Com a demanda concentrada na capital paulista, Oliveira decidiu se estabelecer no Jardim Ibirapuera, periferia da zona Sul. Recebeu dicas para melhorar o acabamento dos itens, ganhou tecidos com iconografias africanas e buscou inspirações criativas online, além de fazer cursos de gestão de moda, design de acessórios e desenvolvimento de pessoas. “Por meio do meu negócio, fortaleço elos ancestrais da cultura afro e da trajetória do povo negro, que foram tão apagados”, conta a artesã.
No dia a dia, Oliveira é cercada por mulheres que a ajudam e que são ajudadas por ela. Em casa, as filhas adultas compartilham suas postagens, enquanto a neta de nove anos diz que deseja ser igual à avó quando crescer. O público consumidor da marca Sih Oliveira também é predominantemente feminino, formado por mulheres na faixa dos 30 anos, das classes B e C. “Além disso, produzo feiras e eventos junto a outras artesãs, muitas delas em situação de violência doméstica e/ou vulnerabilidade social, para que haja giro financeiro coletivo.
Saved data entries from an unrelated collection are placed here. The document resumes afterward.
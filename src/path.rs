//! This module contains the [`PathTree`], the tree of hypothetical execution
//! traces explored during one interpretation run.
//!
//! Each path owns a scope frame and a path condition — the conjunction of
//! every guard accumulated from the root — and a child's condition always
//! implies its parent's. Paths support two primitives:
//!
//! - **Fork** creates a feasibility-checked child with a strictly more
//!   constrained condition, pruning branches the oracle proves unreachable as
//!   early as possible. Pruning is the mechanism that bounds path-space
//!   growth.
//! - **Join** merges a sibling's divergent state back into the receiver by
//!   synthesising if-then-else terms for every variable on which the two
//!   disagree, then disjoining the conditions. One primitive covers both
//!   if-then merging (join against the other fork of the same branch) and
//!   if-then-else merging.
//!
//! Paths live in an arena indexed by [`PathId`], parented by id, dropped
//! wholesale when the run ends.

use serde::{Deserialize, Serialize};

use crate::{
    constant::DEFAULT_ELIDE_TAUTOLOGICAL_FORKS,
    error::{path::Error, Result},
    scope::{ScopeId, ScopeTree, Symbol},
    solver::{Feasibility, Oracle},
    term::Term,
};

/// The identity of a path within a [`PathTree`].
#[derive(
    Clone, Copy, Debug, Deserialize, Eq, Hash, Ord, PartialEq, PartialOrd, Serialize,
)]
pub struct PathId(u32);

/// One hypothetical execution trace.
#[derive(Clone, Debug)]
struct PathNode {
    /// The parent path, if this is not the root.
    parent: Option<PathId>,

    /// The scope frame owned by this path.
    scope: ScopeId,

    /// The path condition: which concrete inputs drive execution down this
    /// path.
    condition: Term,
}

/// The outcome of forking a path on a branch condition.
#[derive(Clone, Copy, Debug, Eq, PartialEq)]
pub enum ForkOutcome {
    /// The fork is feasible and was taken.
    Taken(PathId),

    /// The fork is provably infeasible; no child was created and no
    /// successor work should be scheduled. This is an expected outcome, not
    /// an error.
    Pruned,

    /// The oracle could not decide the fork's feasibility. The child exists
    /// and may be explored — an unrealizable path's condition gates its
    /// contributions off everywhere, whereas discarding it could lose a
    /// reachable path — but callers must report it rather than treating it
    /// as either of the decided outcomes.
    Undecided(PathId),
}

/// The arena of paths for one interpretation run.
#[derive(Clone, Debug)]
pub struct PathTree {
    /// The paths of the tree, indexed by [`PathId`].
    nodes: Vec<PathNode>,

    /// Whether to skip the satisfiability query when forking on a branch
    /// condition that simplifies to the constant `true`.
    elide_tautologies: bool,
}

impl PathTree {
    /// Constructs a new path tree whose root path owns `scope` and carries
    /// the trivial condition.
    #[must_use]
    pub fn new(scope: ScopeId) -> Self {
        let root = PathNode {
            parent: None,
            scope,
            condition: Term::True,
        };
        let nodes = vec![root];
        let elide_tautologies = DEFAULT_ELIDE_TAUTOLOGICAL_FORKS;
        Self {
            nodes,
            elide_tautologies,
        }
    }

    /// Sets whether tautological branch conditions skip the feasibility
    /// query.
    #[must_use]
    pub fn with_tautology_elision(mut self, elide: bool) -> Self {
        self.elide_tautologies = elide;
        self
    }

    /// Gets the id of the root path.
    #[must_use]
    pub fn root(&self) -> PathId {
        PathId(0)
    }

    /// Gets the condition of `path`.
    ///
    /// # Errors
    ///
    /// Returns [`Err`] if `path` does not exist.
    pub fn condition(&self, path: PathId) -> Result<&Term> {
        Ok(&self.node(path)?.condition)
    }

    /// Gets the scope frame owned by `path`.
    ///
    /// # Errors
    ///
    /// Returns [`Err`] if `path` does not exist.
    pub fn scope(&self, path: PathId) -> Result<ScopeId> {
        Ok(self.node(path)?.scope)
    }

    /// Gets the parent of `path`, or [`None`] at the root.
    ///
    /// # Errors
    ///
    /// Returns [`Err`] if `path` does not exist.
    pub fn parent(&self, path: PathId) -> Result<Option<PathId>> {
        Ok(self.node(path)?.parent)
    }

    /// Gets the number of paths created so far, including the root.
    #[must_use]
    pub fn len(&self) -> usize {
        self.nodes.len()
    }

    /// Checks whether the tree is empty. It never is: the root always
    /// exists.
    #[must_use]
    pub fn is_empty(&self) -> bool {
        false
    }

    /// Forks `path` on `branch_condition`, conjoining it (simplified) with
    /// the path's condition and checking the feasibility of the result.
    ///
    /// A feasible fork owns a fresh scope frame branched from the parent's.
    /// An infeasible fork creates nothing. When the branch condition
    /// simplifies to the constant `true` and tautology elision is enabled,
    /// the satisfiability query is skipped entirely.
    ///
    /// # Errors
    ///
    /// Returns [`Err`] if `path` does not exist or the oracle fails.
    pub fn fork(
        &mut self,
        path: PathId,
        branch_condition: &Term,
        scopes: &mut ScopeTree,
        oracle: &mut impl Oracle,
    ) -> Result<ForkOutcome> {
        let parent = self.node(path)?;
        let parent_scope = parent.scope;
        let branch = oracle.simplify(branch_condition);
        let condition = oracle.simplify(&Term::and(parent.condition.clone(), branch.clone()));

        // Conjoining a tautology cannot change the feasibility the parent was
        // already checked for, so the query is elided on the branch condition
        // alone.
        let feasibility = if self.elide_tautologies && branch.is_true() {
            Feasibility::Feasible
        } else {
            self.feasibility_of(parent_scope, &condition, scopes, oracle)?
        };

        let outcome = match feasibility {
            Feasibility::Infeasible => {
                tracing::debug!(%condition, "Fork pruned as infeasible");
                return Ok(ForkOutcome::Pruned);
            }
            Feasibility::Feasible => {
                let child = self.push_child(path, scopes.branch(parent_scope)?, condition);
                ForkOutcome::Taken(child)
            }
            Feasibility::Undecided => {
                let child = self.push_child(path, scopes.branch(parent_scope)?, condition);
                tracing::debug!(?child, "Fork feasibility undecided");
                ForkOutcome::Undecided(child)
            }
        };

        Ok(outcome)
    }

    /// Checks the feasibility of `path`: whether the oracle finds a
    /// satisfying assignment for its condition conjoined with the
    /// placeholder/valuation equality of every visible symbol.
    ///
    /// The check is bracketed by an oracle push/pop so no assertion leaks
    /// into checks made for sibling paths.
    ///
    /// # Errors
    ///
    /// Returns [`Err`] if `path` does not exist or the oracle fails.
    pub fn feasibility(
        &self,
        path: PathId,
        scopes: &ScopeTree,
        oracle: &mut impl Oracle,
    ) -> Result<Feasibility> {
        let node = self.node(path)?;
        self.feasibility_of(node.scope, &node.condition, scopes, oracle)
    }

    /// Checks whether `path` is feasible, with the undecided outcome
    /// conservatively counted as feasible.
    ///
    /// Callers that need to distinguish the third outcome use
    /// [`Self::feasibility`].
    ///
    /// # Errors
    ///
    /// Returns [`Err`] if `path` does not exist or the oracle fails.
    pub fn is_feasible(
        &self,
        path: PathId,
        scopes: &ScopeTree,
        oracle: &mut impl Oracle,
    ) -> Result<bool> {
        Ok(self.feasibility(path, scopes, oracle)? != Feasibility::Infeasible)
    }

    /// Merges the sibling path `preferred` into `receiver` in place.
    ///
    /// For every symbol visible from the receiver on which the two paths
    /// disagree, the receiver's valuation becomes
    /// `ite(preferred.condition, preferred's valuation, receiver's
    /// valuation)`; the receiver's condition then becomes the disjunction of
    /// both conditions. The tie-break is structural: wherever both paths'
    /// conditions hold simultaneously, the `preferred` argument wins and the
    /// receiver is the fallback.
    ///
    /// Symbols declared locally inside only one of the two paths are private
    /// to it and are left untouched.
    ///
    /// # Errors
    ///
    /// Returns [`Err`] if the two paths are not siblings (a fatal contract
    /// violation) or if either does not exist.
    pub fn join(
        &mut self,
        receiver: PathId,
        preferred: PathId,
        scopes: &mut ScopeTree,
    ) -> Result<()> {
        let receiver_node = self.node(receiver)?;
        let preferred_node = self.node(preferred)?;
        let siblings = receiver != preferred
            && receiver_node.parent.is_some()
            && receiver_node.parent == preferred_node.parent;
        if !siblings {
            return Err(Error::NotSiblings {
                receiver,
                donor: preferred,
            }
            .into());
        }

        let receiver_scope = receiver_node.scope;
        let preferred_scope = preferred_node.scope;
        let preferred_condition = preferred_node.condition.clone();

        // First pass: collect the disagreements without mutating anything.
        let mut divergent: Vec<(Symbol, Term)> = Vec::new();
        let mut visible: Vec<(Symbol, Term)> = Vec::new();
        scopes.visible_symbols(receiver_scope, |symbol, _, valuation| {
            visible.push((symbol, valuation.clone()));
        })?;
        for (symbol, receiver_valuation) in visible {
            // A symbol declared only inside the receiver is invisible to the
            // sibling and stays as-is.
            let Ok(preferred_valuation) = scopes.valuation(preferred_scope, symbol) else {
                continue;
            };
            if preferred_valuation != receiver_valuation {
                let merged = Term::ite(
                    preferred_condition.clone(),
                    preferred_valuation,
                    receiver_valuation,
                );
                divergent.push((symbol, merged));
            }
        }

        // Second pass: write the merged valuations as the receiver's
        // versions, then widen the receiver's condition.
        for (symbol, merged) in divergent {
            scopes.assign(receiver_scope, symbol, merged)?;
        }
        let receiver_node = self
            .nodes
            .get_mut(receiver.0 as usize)
            .expect("Path existence was checked above");
        receiver_node.condition =
            Term::or(receiver_node.condition.clone(), preferred_condition).simplify();

        Ok(())
    }

    fn push_child(&mut self, parent: PathId, scope: ScopeId, condition: Term) -> PathId {
        let id = PathId(
            u32::try_from(self.nodes.len()).expect("Path count should not exceed u32::MAX"),
        );
        self.nodes.push(PathNode {
            parent: Some(parent),
            scope,
            condition,
        });
        id
    }

    fn feasibility_of(
        &self,
        scope: ScopeId,
        condition: &Term,
        scopes: &ScopeTree,
        oracle: &mut impl Oracle,
    ) -> Result<Feasibility> {
        oracle.push();
        let queried = scopes
            .assert_bindings(scope, oracle)
            .and_then(|()| oracle.assert_term(condition).map_err(Into::into))
            .and_then(|()| oracle.check_sat().map_err(Into::into));
        oracle.pop(1)?;
        Ok(queried?.into())
    }

    fn node(&self, path: PathId) -> std::result::Result<&PathNode, Error> {
        self.nodes
            .get(path.0 as usize)
            .ok_or(Error::NoSuchPath { path })
    }
}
Busco elevar a autoestima dessas mulheres e lhes dar forças para que consigam dar a volta por cima, assim como eu consegui”, afirma a empreendedora, que sonha com uma loja física e pretende oferecer cursos gratuitos.
A história de Simone Oliveira é um dos inúmeros exemplos de empreendedorismo por necessidade, nascidos nas periferias das grandes cidades do país. Com muito trabalho e criatividade, indivíduos integram redes produtivas, se fortalecem, organizam juntos e viabilizam outros modelos de economia para o desenvolvimento local dos territórios e a geração de emprego e renda. Dessa forma, pessoas e coletivos conquistam autonomia, dignidade, cidadania e exploram seus potenciais criativos.
Segundo Cláudia Leitão, doutora em sociologia pela Universidade Sorbonne, em Paris, e ex-secretária de Economia Criativa do Ministério da Cultura (2011-2013), os empreendedores precisam agir em rede. “Não apenas nas redes sociais, mas em rede ao reagregar as relações sociais, a promover a humanização e a sobrevivência comunitária. Muitos desses empreendimentos são realizados por coletivos que trabalham nos setores criativos e culturais para encontrar seu lugar no mundo e também transformá-lo. Essas iniciativas contra-hegemônicas, sejam de economias criativas, circulares, solidárias ou verdes, são uma saída para a emancipação financeira e social”, explica a autora do livro Criatividade e emancipação nas comunidades-rede: Contribuições para uma economia criativa brasileira (Martins Fontes, 2023).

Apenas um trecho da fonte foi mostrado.